- _WHAT IS BEING ASKED_
Report all lines below with the word "DashMap".

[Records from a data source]
• • • • • • •

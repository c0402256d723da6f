//! Deriving safe download filenames from headers, URLs and the naming
//! engine.

use std::path::{Path, PathBuf};
use std::sync::LazyLock;

use fancy_regex::Regex as FancyRegex;

/// A 2-4 character extension trailing a dot or slash inside the joined
/// header/URL haystack.
static FILE_EXTENSION: LazyLock<FancyRegex> = LazyLock::new(|| {
    FancyRegex::new(r#"(?i)(?<=\.|\/)[\w\d]{2,4}(?=$|;|\s|\")"#)
        .unwrap_or_else(|e| panic!("invalid extension pattern: {e}"))
});

/// The filename inside a `Content-Disposition` header, plain or RFC 5987.
static DISPOSITION_FILENAME: LazyLock<FancyRegex> = LazyLock::new(|| {
    FancyRegex::new(r#"(?i)filename(?:=\"|\*=UTF-8\'\')(.*?)\.[a-z]{2,4}\"?$"#)
        .unwrap_or_else(|e| panic!("invalid disposition pattern: {e}"))
});

fn unquote_plus(value: &str) -> String {
    let spaced = value.replace('+', " ");
    urlencoding::decode(&spaced)
        .map(|c| c.into_owned())
        .unwrap_or(spaced)
}

/// Extracts the filename body (no extension) from a `Content-Disposition`
/// header.
#[must_use]
pub fn filename_body_from_disposition(content_disposition: &str) -> Option<String> {
    let caps = DISPOSITION_FILENAME
        .captures(content_disposition)
        .ok()
        .flatten()?;
    Some(unquote_plus(caps.get(1)?.as_str()))
}

/// Extracts a filename body from the last path segment of a URL.
#[must_use]
pub fn filename_body_from_url(url: &str) -> String {
    let last = url
        .split('/')
        .next_back()
        .unwrap_or(url)
        .split('?')
        .next()
        .unwrap_or_default();
    let decoded = unquote_plus(last);
    match decoded.rfind('.') {
        Some(dot) if dot > 0 => decoded[..dot].to_string(),
        _ => decoded,
    }
}

/// Sniffs the file extension (with dot) from the response headers and URL,
/// in that order of trust.
#[must_use]
pub fn extension_from_response(
    content_disposition: Option<&str>,
    content_type: Option<&str>,
    url: &str,
) -> String {
    let haystack = format!(
        "{} {} {}",
        content_disposition.unwrap_or_default(),
        content_type.unwrap_or_default(),
        url
    );
    FILE_EXTENSION
        .find(&haystack)
        .ok()
        .flatten()
        .map(|m| format!(".{}", m.as_str()))
        .unwrap_or_default()
}

/// Builds the full target path in the download folder: the body with path
/// separators flattened to `_`, plus the extension.
#[must_use]
pub fn build_download_path(download_folder: &Path, filename_body: &str, extension: &str) -> PathBuf {
    let flat = filename_body
        .split('/')
        .collect::<Vec<_>>()
        .join("_");
    download_folder.join(format!("{flat}{extension}"))
}
//! Pluggable challenge-solver service for Cloudflare-style blocks.
//!
//! When the aggregator answers with a `cf-mitigated: challenge` header, the
//! request is routed through a FlareSolverr-compatible service which returns
//! a user agent and cookie jar for that URL. The mappings are read-mostly
//! and only updated on a challenge hit.

use std::collections::HashMap;
use std::sync::RwLock;

use dashmap::DashMap;
use serde_json::{Value, json};
use tracing::{debug, instrument, warn};

/// Response header marking a challenge page.
pub const CHALLENGE_HEADER: (&str, &str) = ("cf-mitigated", "challenge");

/// User agent used when no solved session exists for a URL.
pub const DEFAULT_USER_AGENT: &str = "Longbox";

const API_BASE: &str = "/v1";

/// Client for the optional challenge-solver service.
#[derive(Debug, Default)]
pub struct ChallengeSolver {
    http: reqwest::Client,
    base_url: RwLock<Option<String>>,
    session_id: RwLock<Option<String>>,
    ua_mapping: DashMap<String, String>,
    cookie_mapping: DashMap<String, HashMap<String, String>>,
}

impl ChallengeSolver {
    /// Creates a disabled solver.
    #[must_use]
    pub fn new() -> Self {
        Self::default()
    }

    /// Whether a solver service is configured and has a session.
    #[must_use]
    pub fn is_enabled(&self) -> bool {
        self.session_id
            .read()
            .unwrap_or_else(std::sync::PoisonError::into_inner)
            .is_some()
    }

    /// Starts a solver session at `base_url`. Returns whether it worked.
    #[instrument(skip(self))]
    pub async fn enable(&self, base_url: &str) -> bool {
        let result: Result<Value, reqwest::Error> = async {
            self.http
                .post(format!("{base_url}{API_BASE}"))
                .json(&json!({"cmd": "sessions.create"}))
                .send()
                .await?
                .json()
                .await
        }
        .await;

        match result {
            Ok(body) => {
                let Some(session) = body.get("session").and_then(Value::as_str) else {
                    return false;
                };
                *self
                    .session_id
                    .write()
                    .unwrap_or_else(std::sync::PoisonError::into_inner) =
                    Some(session.to_string());
                *self
                    .base_url
                    .write()
                    .unwrap_or_else(std::sync::PoisonError::into_inner) =
                    Some(base_url.to_string());
                true
            }
            Err(e) => {
                warn!(error = %e, "could not reach challenge solver");
                false
            }
        }
    }

    /// Destroys the solver session.
    #[instrument(skip(self))]
    pub async fn disable(&self) {
        let (base_url, session_id) = {
            let base = self
                .base_url
                .read()
                .unwrap_or_else(std::sync::PoisonError::into_inner)
                .clone();
            let session = self
                .session_id
                .read()
                .unwrap_or_else(std::sync::PoisonError::into_inner)
                .clone();
            (base, session)
        };
        let (Some(base_url), Some(session_id)) = (base_url, session_id) else {
            return;
        };

        let _ = self
            .http
            .post(format!("{base_url}{API_BASE}"))
            .json(&json!({"cmd": "sessions.destroy", "session": session_id}))
            .send()
            .await;

        *self
            .base_url
            .write()
            .unwrap_or_else(std::sync::PoisonError::into_inner) = None;
        *self
            .session_id
            .write()
            .unwrap_or_else(std::sync::PoisonError::into_inner) = None;
    }

    /// The user agent and cookies to use for a URL.
    #[must_use]
    pub fn ua_cookies(&self, url: &str) -> (String, HashMap<String, String>) {
        let ua = self
            .ua_mapping
            .get(url)
            .map_or_else(|| DEFAULT_USER_AGENT.to_string(), |v| v.value().clone());
        let cookies = self
            .cookie_mapping
            .get(url)
            .map(|v| v.value().clone())
            .unwrap_or_default();
        (ua, cookies)
    }

    /// Whether the response headers mark a challenge page.
    #[must_use]
    pub fn is_challenge(headers: &reqwest::header::HeaderMap) -> bool {
        headers
            .get(CHALLENGE_HEADER.0)
            .and_then(|v| v.to_str().ok())
            .is_some_and(|v| v == CHALLENGE_HEADER.1)
    }

    /// Solves the challenge for `url`, storing the returned user agent and
    /// cookies. Returns whether a solution was obtained.
    #[instrument(skip(self))]
    pub async fn solve(&self, url: &str) -> bool {
        let (base_url, session_id) = {
            let base = self
                .base_url
                .read()
                .unwrap_or_else(std::sync::PoisonError::into_inner)
                .clone();
            let session = self
                .session_id
                .read()
                .unwrap_or_else(std::sync::PoisonError::into_inner)
                .clone();
            (base, session)
        };
        let (Some(base_url), Some(session_id)) = (base_url, session_id) else {
            return false;
        };

        let result: Result<Value, reqwest::Error> = async {
            self.http
                .post(format!("{base_url}{API_BASE}"))
                .json(&json!({
                    "cmd": "request.get",
                    "session": session_id,
                    "returnOnlyCookies": true,
                    "url": url,
                }))
                .send()
                .await?
                .json()
                .await
        }
        .await;

        let Ok(body) = result else {
            return false;
        };
        let Some(solution) = body.get("solution") else {
            return false;
        };

        if let Some(ua) = solution.get("userAgent").and_then(Value::as_str) {
            self.ua_mapping.insert(url.to_string(), ua.to_string());
        }
        let cookies: HashMap<String, String> = solution
            .get("cookies")
            .and_then(Value::as_array)
            .map(|cookies| {
                cookies
                    .iter()
                    .filter_map(|c| {
                        Some((
                            c.get("name")?.as_str()?.to_string(),
                            c.get("value")?.as_str()?.to_string(),
                        ))
                    })
                    .collect()
            })
            .unwrap_or_default();
        self.cookie_mapping.insert(url.to_string(), cookies);

        debug!(url, "challenge solved");
        true
    }
}

#[cfg(test)]
#[allow(clippy::unwrap_used)]
mod tests {
    use super::*;
    use wiremock::matchers::{body_partial_json, method, path};
    use wiremock::{Mock, MockServer, ResponseTemplate};

    #[tokio::test]
    async fn test_enable_and_solve_round_trip() {
        let server = MockServer::start().await;
        Mock::given(method("POST"))
            .and(path("/v1"))
            .and(body_partial_json(json!({"cmd": "sessions.create"})))
            .respond_with(ResponseTemplate::new(200).set_body_json(json!({"session": "s1"})))
            .mount(&server)
            .await;
        Mock::given(method("POST"))
            .and(path("/v1"))
            .and(body_partial_json(json!({"cmd": "request.get"})))
            .respond_with(ResponseTemplate::new(200).set_body_json(json!({
                "solution": {
                    "userAgent": "SolvedAgent/1.0",
                    "cookies": [{"name": "cf_clearance", "value": "token"}],
                }
            })))
            .mount(&server)
            .await;

        let solver = ChallengeSolver::new();
        assert!(!solver.is_enabled());
        assert!(solver.enable(&server.uri()).await);
        assert!(solver.is_enabled());

        assert!(solver.solve("https://example.com/page").await);
        let (ua, cookies) = solver.ua_cookies("https://example.com/page");
        assert_eq!(ua, "SolvedAgent/1.0");
        assert_eq!(cookies.get("cf_clearance").map(String::as_str), Some("token"));

        let (ua, cookies) = solver.ua_cookies("https://example.com/other");
        assert_eq!(ua, DEFAULT_USER_AGENT);
        assert!(cookies.is_empty());
    }

    #[test]
    fn test_challenge_header_detection() {
        let mut headers = reqwest::header::HeaderMap::new();
        assert!(!ChallengeSolver::is_challenge(&headers));
        headers.insert("cf-mitigated", "challenge".parse().unwrap());
        assert!(ChallengeSolver::is_challenge(&headers));
    }
}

• • • • • • •

- _TASK OUTPUT_
use dashmap::DashMap;
    ua_mapping: DashMap<String, String>,
    cookie_mapping: DashMap<String, HashMap<String, String>>,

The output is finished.